Implementing Logistic Regression

Exploring the Logistic Regression algorithm, vanilla and spicy gradient descent and the effects of overfitting
Author

Jake gilbert

Published

May 5, 2024

from matplotlib import pyplot as plt

%load_ext autoreload
%autoreload 2
from logistic import LogisticRegression, GradientDescentOptimizer
import torch
The autoreload extension is already loaded. To reload it, use:
  %reload_ext autoreload

Abstract

The code for the model can be found here

In this blog post, I implemented the popular classification algorithm Logistic Regression with both spicy and vanilla gradient descent. I conducted three experiments. In the first, I found that with no momentum (beta value) vanilla gradient descent was shown to find the optimal weight value for the model as the loss converged at its smallest value. The next experiment expanded on gradient descent by adding momentum and a faster learning rate, which kept the same accuracy, but improved the efficiency of the model’s convergence—this was an implementation of “spicy” gradient descent. I then explored the effects of overfitting. I created training and testing datasets with more dimensions (features) than data points, and the resulting accuracy showed a 100% accuracy for training data but a lower accuracy (94%) for test data. Within these experiments, I was able to see the complexities of logistic regression, its advantages of using gradient descent to find an optimal weight and understand/visualize how overfitting can hinder a model.

Experiments

In order to test out logistic regression and spicy gradient decent, we need code to generate data for our classification.

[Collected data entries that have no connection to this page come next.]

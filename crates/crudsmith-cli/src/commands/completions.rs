//! Shell completion generation.

use clap::CommandFactory;
use clap_complete::{Generator, generate, shells};

use crate::cli::{Cli, CompletionsArgs, Shell};

const BIN_NAME: &str = "crudsmith";

pub fn execute(args: CompletionsArgs) -> crate::error::CliResult<()> {
    match args.shell {
        Shell::Bash => emit(shells::Bash),
        Shell::Zsh => emit(shells::Zsh),
        Shell::Fish => emit(shells::Fish),
        Shell::PowerShell => emit(shells::PowerShell),
        Shell::Elvish => emit(shells::Elvish),
    }

    Ok(())
}

fn emit<G: Generator>(shell: G) {
    let mut cmd = Cli::command();
    generate(shell, &mut cmd, BIN_NAME, &mut std::io::stdout());
}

We will generate points, wherein the number of dimensions controls the number of features and noise represents the difficulty of the problem.

def classification_data(n_points = 300, noise = 0.2, p_dims = 2):
    
    y = torch.arange(n_points) >= int(n_points/2)
    y = 1.0*y
    X = y[:, None] + torch.normal(0.0, noise, size = (n_points,p_dims))
    X = torch.cat((X, torch.ones((X.shape[0], 1))), 1)
    
    return X, y

X, y = classification_data(noise = 0.3)

We can also plot this data:

def plot(X, y, ax):
    targets = [0, 1]
    for i in range(2):
        ix = y == targets[i]
        ax.scatter(X[ix,0], X[ix,1], s = 20,  c = y[ix], edgecolors = "grey", cmap = "BrBG", vmin = -2, vmax = 2, alpha = 0.5)
    ax.set(xlabel = "x1", ylabel = "x2")

figure, ax = plt.subplots(1, 1)


plot(X, y, ax)

Now that we have the points and the algorithm implemented in logistic.py, we need to train our model:

LR = LogisticRegression() 
opt = GradientDescentOptimizer(LR)

for _ in range(10000):
    # add other stuff to e.g. keep track of the loss over time. 
    opt.step(X, y, alpha = 0.1, beta = 0.9)

Vanilla Gradient Descent

Using our training loop, we will test and plot out the decision boundary and use a modified training loop, keeping track of the loss to achieve a correct weight vector.

We will keep track of the loss each time so we can graph it and visualize its progression overtime.

We will use 2 dimensions, a small alpha value and beta = 0:

losses = []

LR = LogisticRegression() 
opt = GradientDescentOptimizer(LR)

for _ in range(10000):
    # add other stuff to e.g. keep track of the loss over time. 
    losses.append(opt.step(X, y, alpha = 0.1, beta = 0.0))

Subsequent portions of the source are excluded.